# Windows Server 2003/os X Disconnect



## djangula (Jun 19, 2005)

I now this is a problem that affects a good number of users, but I haven't been able to find any solid solution to the problem so I am hoping you have some insights.

We have 14 users running OS X 10.3.8 and connecting to a Windows 2003 Server via AFP.  They are randomly being disconnected from their AFP shared volumes.  A user can be disconnected 10 times in one day, and then only once the next day.  There is no logical pattern to the disconnects other than it is consistently inconsistent.  I have already tweaked my server disconnect time to a value of -1 which turns off the autodisconnect feature.  I have read that this is a problem due to the different versions of AFP running on OS X and the Windows Server.  But the question remains: is there a real solution??

Thanks!


----------



## redhelp (Sep 5, 2005)

Hi,

I have a varius problems with w2003 server in the appletalk sharing, first the maC OS 9 dont searching in the network with sherlock, the w2003 share return a various floders with no names, the MAC OS X dont searching too in the w2003 shares, ex., we haves  files with name 2251xxx, the mac os x search only 1 ou 2 caracters, but if i write in the searching filter 3 or more caracters he return zeroi   results, and the mac os 9 seaching all with no problems.

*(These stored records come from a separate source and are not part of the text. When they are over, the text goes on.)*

use std::collections::HashMap;

use super::preset::{fallback_phase, PhaseKind, Preset, PresetPhase};
use crate::style::vars::StyleVars;

/// Immutable lookup table from animation names (with aliases) to presets.
///
/// Constructed once and handed to the engine, so tests can run against a
/// custom table instead of a process-wide registry. Lookup never fails: an
/// unknown name degrades to the `fade` preset, and a missing phase degrades
/// to the built-in minimal fade.
#[derive(Clone, Debug, Default)]
pub struct PresetLibrary {
    presets: HashMap<String, Preset>,
}

impl PresetLibrary {
    pub fn new() -> Self {
        Self::default()
    }

    /// The stock table shipped with the slide templates.
    pub fn builtin() -> Self {
        let mut library = Self::new();

        library.register(
            &["fade", "fadein", "FadeIn"],
            Preset::new(
                PresetPhase {
                    from: StyleVars::new().with("opacity", 0.0).with("y", 16.0),
                    to: StyleVars::new()
                        .with("opacity", 1.0)
                        .with("y", 0.0)
                        .with("duration", 0.6)
                        .with("ease", "power2.out"),
                },
                PresetPhase {
                    from: StyleVars::new(),
                    to: StyleVars::new()
                        .with("opacity", 0.0)
                        .with("y", -10.0)
                        .with("duration", 0.35)
                        .with("ease", "power1.in"),
                },
            ),
        );

        library.register(
            &["fadeup", "slideup", "SlideUp"],
            Preset::new(
                PresetPhase {
                    from: StyleVars::new().with("opacity", 0.0).with("y", 32.0),
                    to: StyleVars::new()
                        .with("opacity", 1.0)
                        .with("y", 0.0)
                        .with("duration", 0.65)
                        .with("ease", "power2.out"),
                },
                PresetPhase {
                    from: StyleVars::new(),
                    to: StyleVars::new()
                        .with("opacity", 0.0)
                        .with("y", -26.0)
                        .with("duration", 0.35)
                        .with("ease", "power1.in"),
                },
            ),
        );

        library.register(
            &["fadedown", "slidedown"],
            Preset::new(
                PresetPhase {
                    from: StyleVars::new().with("opacity", 0.0).with("y", -32.0),
                    to: StyleVars::new()
                        .with("opacity", 1.0)
                        .with("y", 0.0)
                        .with("duration", 0.65)
                        .with("ease", "power2.out"),
                },
                PresetPhase {
                    from: StyleVars::new(),
                    to: StyleVars::new()
                        .with("opacity", 0.0)
                        .with("y", 26.0)
                        .with("duration", 0.35)
                        .with("ease", "power1.in"),
                },
            ),
        );

        library.register(
            &["slideleft"],
            Preset::new(
                PresetPhase {
                    from: StyleVars::new().with("opacity", 0.0).with("x", 48.0),
                    to: StyleVars::new()
                        .with("opacity", 1.0)
                        .with("x", 0.0)
                        .with("duration", 0.65)
                        .with("ease", "power2.out"),
                },
                PresetPhase {
                    from: StyleVars::new(),
                    to: StyleVars::new()
                        .with("opacity", 0.0)
                        .with("x", -48.0)
                        .with("duration", 0.35)
                        .with("ease", "power1.in"),
                },
            ),
        );

        library.register(
            &["slideright"],
            Preset::new(
                PresetPhase {
                    from: StyleVars::new().with("opacity", 0.0).with("x", -48.0),
                    to: StyleVars::new()
                        .with("opacity", 1.0)
                        .with("x", 0.0)
                        .with("duration", 0.65)
                        .with("ease", "power2.out"),
                },
                PresetPhase {
                    from: StyleVars::new(),
                    to: StyleVars::new()
                        .with("opacity", 0.0)
                        .with("x", 48.0)
                        .with("duration", 0.35)
                        .with("ease", "power1.in"),
                },
            ),
        );

        library.register(
            &["scalein", "ScaleIn"],
            Preset::new(
                PresetPhase {
                    from: StyleVars::new().with("opacity", 0.0).with("scale", 0.94),
                    to: StyleVars::new()
                        .with("opacity", 1.0)
                        .with("scale", 1.0)
                        .with("duration", 0.55)
                        .with("ease", "power1.out"),
                },
                PresetPhase {
                    from: StyleVars::new(),
                    to: StyleVars::new()
                        .with("opacity", 0.0)
                        .with("scale", 0.97)
                        .with("duration", 0.3)
                        .with("ease", "power1.in"),
                },
            ),
        );

        library.register(
            &["scaleout"],
            Preset::new(
                PresetPhase {
                    from: StyleVars::new().with("opacity", 0.0).with("scale", 1.06),
                    to: StyleVars::new()
                        .with("opacity", 1.0)
                        .with("scale", 1.0)
                        .with("duration", 0.5)
                        .with("ease", "power1.out"),
                },
                PresetPhase {
                    from: StyleVars::new(),
                    to: StyleVars::new()
                        .with("opacity", 0.0)
                        .with("scale", 1.06)
                        .with("duration", 0.3)
                        .with("ease", "power1.in"),
                },
            ),
        );

        library
    }

    /// Register one preset under every listed name.
    pub fn register(&mut self, names: &[&str], preset: Preset) {
        for name in names {
            self.presets.insert(name.to_string(), preset.clone());
        }
    }

    /// Exact key first, then the normalized form, then `fade`.
    pub fn lookup(&self, name: &str) -> Option<&Preset> {
        let raw = name.trim();
        if !raw.is_empty() {
            if let Some(preset) = self.presets.get(raw) {
                return Some(preset);
            }
            if let Some(preset) = self.presets.get(&normalize_preset_key(raw)) {
                return Some(preset);
            }
        }
        self.presets.get("fade")
    }

    /// The requested phase of the named preset, with both lookup and phase
    /// fallbacks applied. Every `(name, kind)` pair yields a usable
    /// transition.
    pub fn phase(&self, name: &str, kind: PhaseKind) -> PresetPhase {
        let preset = self.lookup(name);
        let half = preset.and_then(|p| match kind {
            PhaseKind::In => p.enter.clone(),
            PhaseKind::Out => p.exit.clone(),
        });
        half.unwrap_or_else(|| fallback_phase(kind))
    }
}

/// Lower-cased with every non-alphanumeric character stripped, so
/// "Slide Up" and "slide-up" both reach "slideup".
fn normalize_preset_key(name: &str) -> String {
    name.trim()
        .to_lowercase()
        .chars()
        .filter(|c| c.is_ascii_alphanumeric())
        .collect()
}

#[cfg(test)]
mod tests {
    use crate::style::vars::StyleValue;

    use super::*;

    #[test]
    fn test_lookup_exact_and_normalized() {
        let library = PresetLibrary::builtin();
        assert!(library.lookup("fadeup").is_some());
        assert_eq!(library.lookup("Slide Up"), library.lookup("slideup"));
        assert_eq!(library.lookup("SCALE-IN"), library.lookup("scalein"));
    }

    #[test]
    fn test_unknown_name_degrades_to_fade() {
        let library = PresetLibrary::builtin();
        assert_eq!(library.lookup("wobble"), library.lookup("fade"));
        assert_eq!(library.lookup(""), library.lookup("fade"));

        let phase = library.phase("wobble", PhaseKind::In);
        assert_eq!(phase.from.get("y"), Some(&StyleValue::Num(16.0)));
    }

    #[test]
    fn test_missing_phase_gets_builtin_fallback() {
        let mut library = PresetLibrary::new();
        library.register(
            &["enter-only"],
            Preset {
                enter: Some(PresetPhase {
                    from: StyleVars::new().with("opacity", 0.0),
                    to: StyleVars::new().with("opacity", 1.0),
                }),
                exit: None,
            },
        );

        let out = library.phase("enter-only", PhaseKind::Out);
        assert_eq!(out.to.get("opacity"), Some(&StyleValue::Num(0.0)));
        assert_eq!(out.to.get("duration"), Some(&StyleValue::Num(0.35)));
    }

    #[test]
    fn test_empty_library_still_yields_transitions() {
        let library = PresetLibrary::new();
        let phase = library.phase("anything", PhaseKind::In);
        assert_eq!(phase.to.get("opacity"), Some(&StyleValue::Num(1.0)));
    }
}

But the w2003 server needs the fix service pack, the ocorrency its here:

http://support.microsoft.com/default.aspx?scid=kb;en-us;897718

The OS 9 is work with service pack, but the search in the mac os x dont resolved .

PS?/ Make the sharing in the server again:

1) stop all sharing folders for macintosh.
2) go in the folder option and set for  show hidden files and folders.
3) delete the hidden files then apple service make.
4) remake the shares, in the option the offlines, select :files or programs from the share will not be available offline:
5) test


----------



## nixgeek (Sep 5, 2005)

Any reason as to why you aren't using SMB instead of AppleTalk?


----------